Depuis que Prisca Thévenot a parlé de LFI comme de « l’anti-France » sur Sud Radio, il est reproché à la porte-parole du gouvernement démissionnaire d’avoir repris un terme salement connoté. Le député Antoine Léaument y voit « le vocabulaire de Vichy ». Un « journaliste indépendant » explique que c’est « un terme antisémite utilisé par l’extrême-droite depuis l’affaire Dreyfus. » Un autre, « un néologisme politique forgé à la fin du XIXe par l’extrême-droite », etc. Qu’en est-il?
Dès 1835, on trouve l’expression dans le journal conservateur La France où elle désigne le parti révolutionnaire et républicain. Mais en 1880, un publiciste la reprend à son compte pour parler de Louis XI qui a démoli « l’anti-France de Charles le Téméraire »… L’expression serait-elle plus complexe qu’on ne voudrait nous le faire croire? À l’époque de l’Affaire Dreyfus (1894-1906), elle désigne non tant les Juifs que le parti de l’étranger et un supposé entrisme germanique, et elle reste rare (ici dans La Souveraineté nationale, là dans Le Gaulois).

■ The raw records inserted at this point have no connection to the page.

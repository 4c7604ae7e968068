//! Interval conflict detection: candidate double-bookings.

use chrono::{DateTime, Utc};
use serde::Serialize;

use crate::event::BookingEvent;

/// Two events whose time ranges overlap.
///
/// Both sides borrow from the deduplicated event set, so a pair can never
/// drift from the events it refers to. `earlier` never starts after `later`.
#[derive(Debug, Clone, Copy, PartialEq, Eq, Serialize)]
pub struct ConflictPair<'a> {
    pub earlier: &'a BookingEvent,
    pub later: &'a BookingEvent,
}

impl ConflictPair<'_> {
    /// The shared time range.
    pub fn overlap(&self) -> (DateTime<Utc>, DateTime<Utc>) {
        (self.later.start(), self.earlier.end().min(self.later.end()))
    }

    pub fn is_cross_source(&self) -> bool {
        self.earlier.source_id() != self.later.source_id()
    }
}

/// Find every overlapping pair of events, regardless of source.
///
/// Sweep over a start-sorted copy: for each event, scan forward while the
/// next event starts before this one ends, then stop. The stop condition is
/// evaluated afresh for every event, since each has its own end. Intervals are
/// half-open, so back-to-back bookings (checkout 11:00, checkin 11:00) are not
/// conflicts, and a zero-length event only conflicts when it falls strictly
/// inside another event.
///
/// Worst case O(n²) when everything overlaps everything.
pub fn detect_conflicts(events: &[BookingEvent]) -> Vec<ConflictPair<'_>> {
    let mut sorted: Vec<&BookingEvent> = events.iter().collect();
    sorted.sort_by_key(|event| event.start());

    let mut pairs = Vec::new();
    for (i, &earlier) in sorted.iter().enumerate() {
        for &later in &sorted[i + 1..] {
            if later.start() >= earlier.end() {
                break;
            }
            if earlier.overlaps(later) {
                pairs.push(ConflictPair { earlier, later });
            }
        }
    }

    tracing::debug!(events = events.len(), conflicts = pairs.len(), "detected conflicts");
    pairs
}

#[cfg(test)]
mod tests {
    use super::*;
    use crate::source::{Source, SourceId, SourceKind};
    use chrono::{TimeDelta, TimeZone};

    fn source(id: &str) -> Source {
        Source::new(SourceId::new(id), id, SourceKind::Other)
    }

    fn at(day: u32, hour: u32) -> DateTime<Utc> {
        Utc.with_ymd_and_hms(2024, 6, day, hour, 0, 0).unwrap()
    }

    fn booking(title: &str, start: DateTime<Utc>, end: DateTime<Utc>) -> BookingEvent {
        BookingEvent::new(title, title, start, end, &source("s"))
    }

    fn titles<'a>(pairs: &[ConflictPair<'a>]) -> Vec<(&'a str, &'a str)> {
        pairs
            .iter()
            .map(|p| (p.earlier.title(), p.later.title()))
            .collect()
    }

    #[test]
    fn test_guest_a_guest_b_scenario() {
        let guest_a = BookingEvent::new("a", "Guest A", at(1, 14), at(3, 10), &source("feed-a"));
        let guest_b = BookingEvent::new("b", "Guest B", at(2, 14), at(5, 10), &source("feed-b"));
        let events = vec![guest_b, guest_a];

        let pairs = detect_conflicts(&events);
        assert_eq!(titles(&pairs), vec![("Guest A", "Guest B")]);
        assert!(pairs[0].is_cross_source());
        assert_eq!(pairs[0].overlap(), (at(2, 14), at(3, 10)));
    }

    #[test]
    fn test_back_to_back_is_not_a_conflict() {
        let events = vec![booking("Morning", at(1, 9), at(1, 11)), booking("Noon", at(1, 11), at(1, 13))];

        assert!(detect_conflicts(&events).is_empty());
    }

    #[test]
    fn test_zero_duration_event_conflicts_only_strictly_inside() {
        let events = vec![
            booking("Stay", at(1, 9), at(3, 11)),
            booking("Instant", at(2, 9), at(2, 9)),
            booking("Instant at start", at(1, 9), at(1, 9)),
            booking("Instant at end", at(3, 11), at(3, 11)),
        ];

        let pairs = detect_conflicts(&events);
        assert_eq!(titles(&pairs), vec![("Stay", "Instant")]);
    }

    #[test]
    fn test_long_event_conflicts_past_short_neighbors() {
        // The short event ending early must not stop the long event's scan
        let events = vec![
            booking("Long", at(1, 0), at(10, 0)),
            booking("Short", at(2, 0), at(2, 1)),
            booking("Late", at(5, 0), at(6, 0)),
        ];

        let pairs = detect_conflicts(&events);
        assert_eq!(titles(&pairs), vec![("Long", "Short"), ("Long", "Late")]);
    }

    #[test]
    fn test_same_source_overlaps_are_reported() {
        let events = vec![booking("One", at(1, 0), at(3, 0)), booking("Two", at(2, 0), at(4, 0))];

        let pairs = detect_conflicts(&events);
        assert_eq!(pairs.len(), 1);
        assert!(!pairs[0].is_cross_source());
    }

    #[test]
    fn test_matches_pairwise_oracle() {
        // Deterministic pseudo-random intervals, including zero-length and shared starts
        let mut events = Vec::new();
        let mut seed: u64 = 42;
        for n in 0..60 {
            seed = seed.wrapping_mul(6364136223846793005).wrapping_add(1442695040888963407);
            let start = at(1, 0) + TimeDelta::hours((seed >> 33) as i64 % 200);
            let length = TimeDelta::hours((seed >> 17) as i64 % 30);
            events.push(booking(&format!("e{n}"), start, start + length));
        }

        let pairs = detect_conflicts(&events);

        let mut expected = 0;
        for (i, a) in events.iter().enumerate() {
            for b in &events[i + 1..] {
                if a.start() < b.end() && b.start() < a.end() {
                    expected += 1;
                    let found = pairs
                        .iter()
                        .filter(|p| {
                            (std::ptr::eq(p.earlier, a) && std::ptr::eq(p.later, b))
                                || (std::ptr::eq(p.earlier, b) && std::ptr::eq(p.later, a))
                        })
                        .count();
                    assert_eq!(found, 1, "{} / {} should appear exactly once", a.title(), b.title());
                }
            }
        }
        assert_eq!(pairs.len(), expected, "no non-overlapping pair may be reported");
        assert!(pairs.iter().all(|p| p.earlier.start() <= p.later.start()));
    }

    #[test]
    fn test_output_follows_start_order() {
        let events = vec![
            booking("C", at(5, 0), at(7, 0)),
            booking("A", at(1, 0), at(3, 0)),
            booking("D", at(6, 0), at(8, 0)),
            booking("B", at(2, 0), at(4, 0)),
        ];

        let pairs = detect_conflicts(&events);
        assert_eq!(titles(&pairs), vec![("A", "B"), ("C", "D")]);
    }
}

« L’anti-France du probochisme » (Léon Daudet)
Elle devient courante dans les années 1910, en particulier dans L’Action française qui en attribue la paternité à Léon Daudet - ce qui est donc erroné. Tantôt Daudet y voit un effet des institutions républicaines qui ne peuvent que « secréter de l’Anti-France », tantôt la germanophilie: « l’anti-France du probochisme ». D’autres journaux l’utilisent, comme nos confrères de La Croix : « Une louche anti-France » oeuvre à saboter la France en guerre (1916).
Les décennies suivantes, la portée antisémite des termes « anti-France » n’est qu’occasionnelle. Si le Journal du Cher parle des « grandes manœuvres judéo-maçonniques de l’Anti-France » (1925), bientôt le terme désignera ceux qui pactisent avec l’étranger, quel qu’ils soient. « M. Blum est toujours de l’anti-France et c’est ce qui explique la variété de ses sympathies qui le portent à défendre tantôt le fascisme de M. Mussolini, tantôt le capitalisme de M. Hoover, tantôt le nationalisme de M. von Papen », écrit Le Courrier de Saône-et-Loire en 1932. Le même, trois ans plus tard, dénonce « l’action de l’anti-France au nom des intérêts germano-soviétiques ».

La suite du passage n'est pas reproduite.